I spent time that spring trying to use AutoGPT for real tasks, not demos. The gap between what the demos showed and what actually worked was large.

The fundamental problem was reliability. A task that required ten sequential steps was reliable only if each step had high reliability. If each step had a 90% success rate, a ten-step task succeeded 35% of the time. In practice, the success rate of individual agent steps was often lower than 90%, and agent tasks often required more than ten steps. Long-horizon autonomous tasks failed most of the time.

The failure modes were also unpredictable. An agent might interpret a subtask incorrectly and pursue something that looked reasonable from its perspective but was not what you wanted. Without human oversight, these errors compounded. The agent would make a wrong decision, build subsequent decisions on that wrong decision, and produce outputs that were confidently far from what was needed.

The cost was significant. Running an autonomous agent that made dozens of LLM calls to complete a task cost meaningful money in API fees. The tasks that worked reliably with agents were often tasks that could be done with a single well-crafted prompt at a fraction of the cost.

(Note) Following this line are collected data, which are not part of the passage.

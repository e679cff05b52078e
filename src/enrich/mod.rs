//! Per-node descriptions: cache, pre-computed tables, web fallback chain and
//! LLM refinement

mod prompt;
mod table;

pub use prompt::{refine_prompt, truncate_raw, MAX_RAW_CHARS, NO_DESCRIPTION};
pub use table::{DescriptionTable, TableKind, SEEDED_NOT_FOUND};

use std::collections::HashMap;
use std::sync::Mutex;

use crate::cache::PageCache;
use crate::graph::{GraphStore, Node};
use crate::services::Services;
use crate::{KgqaError, Result};

const DEFAULT_PAGE_CACHE_CAPACITY: usize = 256;

/// Treat soft failures as "no result"; only fatal errors propagate
fn soften<T>(result: Result<Option<T>>, what: &str) -> Result<Option<T>> {
    match result {
        Ok(value) => Ok(value),
        Err(e) if e.is_fatal() => Err(e),
        Err(e) => {
            log::debug!("{} gave no result: {}", what, e);
            Ok(None)
        }
    }
}

fn non_blank(value: &Option<String>) -> Option<&str> {
    value.as_deref().map(str::trim).filter(|s| !s.is_empty())
}

/// Produces one refined description per node and remembers it for the run
pub struct DescriptionEnricher {
    services: Services,
    pages: PageCache,
    seeded: Option<DescriptionTable>,
    refined: Option<DescriptionTable>,
    cache: Mutex<HashMap<String, String>>,
}

impl DescriptionEnricher {
    pub fn new(services: Services) -> Self {
        Self {
            services,
            pages: PageCache::new(DEFAULT_PAGE_CACHE_CAPACITY),
            seeded: None,
            refined: None,
            cache: Mutex::new(HashMap::new()),
        }
    }

    pub fn with_page_cache_capacity(mut self, capacity: usize) -> Self {
        self.pages = PageCache::new(capacity);
        self
    }

    /// Raw descriptions from the seeding job; skips the web fallback chain
    pub fn with_seeded(mut self, table: DescriptionTable) -> Self {
        self.seeded = Some(table);
        self
    }

    /// Finished descriptions from the refinement job; skips everything
    pub fn with_refined(mut self, table: DescriptionTable) -> Self {
        self.refined = Some(table);
        self
    }

    pub fn cached(&self, node_id: &str) -> Option<String> {
        self.cache.lock().unwrap().get(node_id).cloned()
    }

    pub fn cache_len(&self) -> usize {
        self.cache.lock().unwrap().len()
    }

    /// Refined description of `node_id`, computed at most once per run
    pub async fn describe(&self, store: &GraphStore, node_id: &str) -> Result<String> {
        if let Some(hit) = self.cached(node_id) {
            log::debug!("Description cache hit for {}", node_id);
            return Ok(hit);
        }

        let node = store
            .node(node_id)
            .ok_or_else(|| KgqaError::NodeNotFound(node_id.to_string()))?;

        let description = match self.refined.as_ref().and_then(|t| t.get(node_id)) {
            Some(text) => text.to_string(),
            None => {
                let raw = match self.seeded.as_ref().and_then(|t| t.get(node_id)) {
                    Some(text) => text.to_string(),
                    None => self.raw_description(node).await?,
                };
                self.refine(node, &raw).await?
            }
        };

        // first writer wins so concurrent callers all see the same text
        let mut cache = self.cache.lock().unwrap();
        Ok(cache.entry(node_id.to_string()).or_insert(description).clone())
    }

    /// Describe each id once, in order
    pub async fn describe_all<'a, I>(&self, store: &GraphStore, ids: I) -> Result<()>
    where
        I: IntoIterator<Item = &'a str>,
    {
        for id in ids {
            let description = self.describe(store, id).await?;
            log::debug!("{}: {}", id, description);
        }
        Ok(())
    }

    /// First non-empty text from: node url, search on `source`, shipped
    /// description, search on the name; else the placeholder
    async fn raw_description(&self, node: &Node) -> Result<String> {
        if let Some(url) = non_blank(&node.data.url) {
            if let Some(text) = self.page_text(url).await? {
                return Ok(text);
            }
        }

        if let Some(source) = non_blank(&node.data.source) {
            if let Some(text) = self.search_text(source).await? {
                return Ok(text);
            }
        }

        if let Some(existing) = non_blank(&node.data.description) {
            return Ok(existing.to_string());
        }

        let name = node.name.trim();
        if !name.is_empty() {
            if let Some(text) = self.search_text(name).await? {
                return Ok(text);
            }
        }

        log::info!("No description found for {} ({})", node.name, node.identifier);
        Ok(NO_DESCRIPTION.to_string())
    }

    async fn page_text(&self, url: &str) -> Result<Option<String>> {
        if let Some(hit) = self.pages.get(url) {
            return Ok(hit);
        }

        let fetcher = &self.services.fetcher;
        let fetched = self.services.fetch_client.call(|| fetcher.fetch_text(url)).await;
        let text = soften(fetched, url)?
            .map(|t| t.trim().to_string())
            .filter(|t| !t.is_empty());

        self.pages.put(url.to_string(), text.clone());
        Ok(text)
    }

    async fn search_text(&self, query: &str) -> Result<Option<String>> {
        let search = &self.services.search;
        let found = self.services.search_client.call(|| search.top_result(query)).await;
        match soften(found, query)? {
            Some(url) => self.page_text(&url).await,
            None => Ok(None),
        }
    }

    /// Condense `raw` with one completion call
    ///
    /// Blank input short-circuits to the placeholder. A non-fatal completion
    /// failure keeps the truncated raw text.
    async fn refine(&self, node: &Node, raw: &str) -> Result<String> {
        let raw = truncate_raw(raw);
        if raw.trim().is_empty() {
            return Ok(NO_DESCRIPTION.to_string());
        }

        let prompt = refine_prompt(node, &raw);
        let client = &self.services.completion_client;
        match client.complete(self.services.completion.as_ref(), &prompt).await {
            Ok(text) if !text.is_empty() => Ok(text),
            Ok(_) => Ok(raw),
            Err(e) if e.is_fatal() => Err(e),
            Err(e) => {
                log::warn!("Refine failed for {}: {}; keeping raw description", node.identifier, e);
                Ok(raw)
            }
        }
    }
}
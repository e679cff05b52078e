//! Knowledge graph module: document model, in-memory store and BFS traversal
//!
//! The graph is loaded once from a JSON document (Hetionet export layout) and
//! is read-only afterwards. Path queries go through [`GraphAlgorithms`].

mod document;
mod store;
mod traversal;

pub use document::{GraphDocument, RawEdge, RawNode};
pub use store::GraphStore;
pub use traversal::{BreadthFirst, GraphAlgorithms};

use serde::{Deserialize, Serialize};

/// Petgraph storage used by [`GraphStore`]
pub type KnowledgeGraph = petgraph::graph::DiGraph<Node, Relation>;

/// Optional attributes attached to a node
#[derive(Debug, Clone, Default, PartialEq, Serialize, Deserialize)]
pub struct NodeData {
    /// Page describing the entity
    #[serde(default)]
    pub url: Option<String>,
    /// Search query to use when there is no url, e.g. `Entrez Gene`
    #[serde(default)]
    pub source: Option<String>,
    /// Description shipped with the graph
    #[serde(default)]
    pub description: Option<String>,
}

/// A typed entity in the knowledge graph
#[derive(Debug, Clone, PartialEq, Serialize, Deserialize)]
pub struct Node {
    pub identifier: String,
    pub kind: String,
    pub name: String,
    #[serde(default)]
    pub data: NodeData,
}

/// A directed, typed edge (source --kind--> target)
#[derive(Debug, Clone, PartialEq, Serialize, Deserialize)]
pub struct Relation {
    pub source: String,
    pub target: String,
    /// Relation label, e.g. `treats_CtD`, `binds`
    pub kind: String,
}

/// An ordered, simple walk through the graph (at least two nodes)
#[derive(Debug, Clone, PartialEq, Eq)]
pub struct GraphPath {
    nodes: Vec<String>,
}

impl GraphPath {
    /// Returns `None` for walks shorter than two nodes
    pub fn new(nodes: Vec<String>) -> Option<Self> {
        if nodes.len() < 2 {
            return None;
        }
        Some(Self { nodes })
    }

    pub fn nodes(&self) -> &[String] {
        &self.nodes
    }

    /// Number of edges in the walk
    pub fn hops(&self) -> usize {
        self.nodes.len() - 1
    }

    pub fn source(&self) -> &str {
        &self.nodes[0]
    }

    pub fn target(&self) -> &str {
        &self.nodes[self.nodes.len() - 1]
    }

    /// Consecutive (from, to) node pairs
    pub fn segments(&self) -> impl Iterator<Item = (&str, &str)> {
        self.nodes
            .windows(2)
            .map(|pair| (pair[0].as_str(), pair[1].as_str()))
    }
}

impl std::fmt::Display for GraphPath {
    fn fmt(&self, f: &mut std::fmt::Formatter<'_>) -> std::fmt::Result {
        write!(f, "[{}]", self.nodes.join(", "))
    }
}

#[cfg(test)]
mod tests {
    use super::*;

    #[test]
    fn test_graph_path_requires_two_nodes() {
        assert!(GraphPath::new(vec![]).is_none());
        assert!(GraphPath::new(vec!["a".into()]).is_none());
        assert!(GraphPath::new(vec!["a".into(), "b".into()]).is_some());
    }

    #[test]
    fn test_graph_path_segments() {
        let path = GraphPath::new(vec!["a".into(), "b".into(), "c".into()]).unwrap();
        let segments: Vec<_> = path.segments().collect();
        assert_eq!(segments, vec![("a", "b"), ("b", "c")]);
        assert_eq!(path.hops(), 2);
        assert_eq!(path.source(), "a");
        assert_eq!(path.target(), "c");
        assert_eq!(path.to_string(), "[a, b, c]");
    }
}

What did work in 2023 was agents with narrow, well-defined scopes. A code review agent that examined a pull request and identified issues. A data extraction agent that processed documents with a defined format. An agent that automated a specific, well-understood workflow. The constraint was essential: narrow scope, defined success criteria, human oversight for anything consequential.

The lesson from 2023's agent experiments was that the enabling technology was real but the engineering challenges of making agents reliable, cost-effective, and safe were not solved. The research investment in agentic AI was enormous and the 2024 and 2025 improvements were significant. But in 2023, the honest answer to "can we use agents for this?" was usually "not reliably, not yet".